The third shift -- equaling approximately 900 new jobs -- was added in early 2004. It not only increased the plant's capacity, but also improved its flexibility to accommodate the all-new 2005 Dodge Dakota, meet ever-changing customer demands, and add future product.
"Warren Truck is a model for flexible manufacturing. It has the ability to build numerous permutations of multiple body styles on one assembly line," said Frank Ewasyshyn, Chrysler Group Executive Vice President - Manufacturing. "Add to that one of the few plants operating 24 hours a day, up to six days a week, and you have a world-class facility, raising the bar for this type of operating schedule in the industry."
While the addition of the third shift was one of the most significant transformations at WTAP, other modifications have been made in anticipation of the launch of the new Dakota. New manufacturing technologies and processes were incorporated. They include major changes to the cab and box framing and box sub-assembly areas, the body shop and the paint shop to accommodate the unique body panels of each vehicle.
About $100 million was invested to prepare the plant for the 2005 Dakota. Just a few short years ago, $156 million was invested in preparation for the launch of the 2002 Dodge Ram. Add to that another $35 million invested in a third shift and the Chrysler Group has made substantial improvements to upgrade a brownfield site. Those upgrades will allow for rolling vehicle launches and test-build pilot vehicles while not interrupting current model production.
"With these changes, if product strategy calls for a product derivative, then manufacturing is better poised to support the launch of the new model," said Bob Bowers, Warren Truck Assembly Plant Manager. "If the vehicle has the same underbody and a different 'top hat,' then it makes it easier for us to build."
The launch of the Dakota allowed for a restructuring of the plant's materials handling system to accommodate the greater complexity and variety of parts. Parts are now shipped in small, pre-configured, pre-sequenced lots and delivered to the plant floor in small batches, better utilizing floor space and allowing for greater options available to customers.
The launch team also implemented a "Protect the Customer" (PTC) line, which is an additional vehicle inspection line focusing on customer touch points and potential process defects. Issues discovered in the PTC are tracked back through the system for corrective action and future prevention. Warren Truck is one of many Chrysler Group plants that has implemented this type of initiative, ensuring that only the highest quality vehicles are being delivered to customers.
Warren Truck began operating a third shift this past May. Many hurdles were overcome to implement one of the smoothest launches at Chrysler Group, in part due to advanced preparation and over 80,000 hours of employee training.
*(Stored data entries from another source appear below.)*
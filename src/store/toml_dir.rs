//! File-backed store: one `<name>.toml` file per configuration object.
//!
//! Saving replays the recorded `set` calls onto the existing document with
//! `toml_edit`, so comments and formatting in the file survive.

use std::path::{Path, PathBuf};

use toml::{Table, Value};
use toml_edit::{DocumentMut, InlineTable, Item};

use super::{ConfigSource, ConfigStore, EditableConfig, StoreError};

#[derive(Debug, Clone)]
pub struct TomlDirStore {
    root: PathBuf,
}

impl TomlDirStore {
    pub fn new(root: impl Into<PathBuf>) -> Self {
        Self { root: root.into() }
    }

    pub fn root(&self) -> &Path {
        &self.root
    }

    /// File backing `name`, or `None` when the name would escape the directory.
    pub fn object_path(&self, name: &str) -> Option<PathBuf> {
        let valid = !name.is_empty()
            && !name.starts_with('.')
            && !name.contains(['/', '\\'])
            && !name.contains("..");
        valid.then(|| self.root.join(format!("{name}.toml")))
    }
}

impl ConfigSource for TomlDirStore {
    fn get_editable(&self, name: &str) -> Option<EditableConfig> {
        let Some(path) = self.object_path(name) else {
            tracing::warn!(config = name, "invalid configuration object name");
            return None;
        };

        let content = match std::fs::read_to_string(&path) {
            Ok(content) => content,
            Err(e) if e.kind() == std::io::ErrorKind::NotFound => {
                tracing::debug!(
                    config = name,
                    path = %path.display(),
                    "no such configuration object"
                );
                return None;
            }
            Err(e) => {
                tracing::warn!(
                    config = name,
                    path = %path.display(),
                    error = %e,
                    "cannot read configuration object"
                );
                return None;
            }
        };

        match content.parse::<Table>() {
            Ok(data) => Some(EditableConfig::new(name, data)),
            Err(e) => {
                tracing::warn!(
                    config = name,
                    path = %path.display(),
                    error = %e,
                    "cannot parse configuration object"
                );
                None
            }
        }
    }
}

impl ConfigStore for TomlDirStore {
    fn save(&mut self, config: EditableConfig) -> Result<(), StoreError> {
        let path = self
            .object_path(config.name())
            .ok_or_else(|| {
                StoreError::Rejected(format!("invalid object name '{}'", config.name()))
            })?;

        let content = match std::fs::read_to_string(&path) {
            Ok(c) => c,
            Err(e) if e.kind() == std::io::ErrorKind::NotFound => String::new(),
            Err(e) => return Err(StoreError::Io { path, source: e }),
        };

        let new_content = apply_edits(&content, config.edits(), &path)?;

        if let Some(parent) = path.parent() {
            std::fs::create_dir_all(parent).map_err(|e| StoreError::Io {
                path: parent.to_path_buf(),
                source: e,
            })?;
        }

        std::fs::write(&path, new_content).map_err(|e| StoreError::Io { path, source: e })
    }
}

/// Pure function: replay `edits` onto a TOML document string.
pub(crate) fn apply_edits(
    content: &str,
    edits: &[(String, Value)],
    path: &Path,
) -> Result<String, StoreError> {
    let mut doc: DocumentMut = content.parse().map_err(|e: toml_edit::TomlError| {
        StoreError::Parse {
            path: path.to_path_buf(),
            reason: e.to_string(),
        }
    })?;

    for (key, value) in edits {
        set_in_document(&mut doc, key, value);
    }

    Ok(doc.to_string())
}

fn set_in_document(doc: &mut DocumentMut, key: &str, value: &Value) {
    let (parents, leaf) = match key.rsplit_once('.') {
        Some((parents, leaf)) => (Some(parents), leaf),
        None => (None, key),
    };

    let mut current: &mut Item = doc.as_item_mut();
    for segment in parents.into_iter().flat_map(|p| p.split('.')) {
        if !current.get(segment).is_some_and(Item::is_table_like) {
            current[segment] = if current.is_inline_table() {
                Item::Value(toml_edit::Value::InlineTable(InlineTable::new()))
            } else {
                let mut table = toml_edit::Table::new();
                table.set_implicit(true);
                Item::Table(table)
            };
        }
        current = &mut current[segment];
    }

    current[leaf] = if current.is_inline_table() {
        Item::Value(to_edit_value(value))
    } else {
        to_edit_item(value)
    };
}

fn to_edit_item(value: &Value) -> Item {
    match value {
        Value::Table(t) => {
            let mut table = toml_edit::Table::new();
            for (k, v) in t {
                table.insert(k, to_edit_item(v));
            }
            Item::Table(table)
        }
        other => Item::Value(to_edit_value(other)),
    }
}

fn to_edit_value(value: &Value) -> toml_edit::Value {
    match value {
        Value::String(s) => s.as_str().into(),
        Value::Integer(i) => (*i).into(),
        Value::Float(f) => (*f).into(),
        Value::Boolean(b) => (*b).into(),
        Value::Datetime(dt) => {
            let text = dt.to_string();
            text.parse().unwrap_or_else(|_| text.as_str().into())
        }
        Value::Array(items) => {
            toml_edit::Value::Array(items.iter().map(to_edit_value).collect())
        }
        Value::Table(t) => toml_edit::Value::InlineTable(
            t.iter()
                .map(|(k, v)| (k.as_str(), to_edit_value(v)))
                .collect(),
        ),
    }
}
WTAP was designed to be a two-shift operation with little unused white space for an expansion to accommodate a third shift. Due to close collaboration between management, the UAW and the entire plant workforce, the facility built the required production volumes on the first day the shift launched and has continued to operate smoothly since that time.
In addition, the employees, on their own initiative, addressed the issue of transitioning between shifts, eliminating the need to shut the line down as is typical in most assembly plants. They created a "buddy" system that requires each employee to arrive 15 minutes ahead of their shift to start work on the line while the other employee finishes a job. Because the employees had ownership of this process, it was adopted easily on all three shifts.
The success of the third shift can be measured in a number of ways, but one of the most important is in employee morale. Now with three eight-hour shifts and no extensive overtime, the workforce is less fatigued, which has resulted in a nearly five percent decrease in absenteeism and better quality metrics than the original two-shift operation.
Warren Truck Assembly produces the all-new Dodge Dakota Regular, Club and Quad Cab pickup trucks and the Dodge Ram 1500 series Quad Cab. A third model for Mitsubishi will be added to the assembly line next year.
The 2005 Dodge Dakota is one of the last vehicles launched in the Chrysler Group's 2004 product offensive. The Dakota is the largest, most powerful, and most capable mid-size truck with full-size styling, feel and power. Offering the only V-8 engine in its class, the new Dakota is more fuel efficient than its predecessor and dominates the market in power and torque.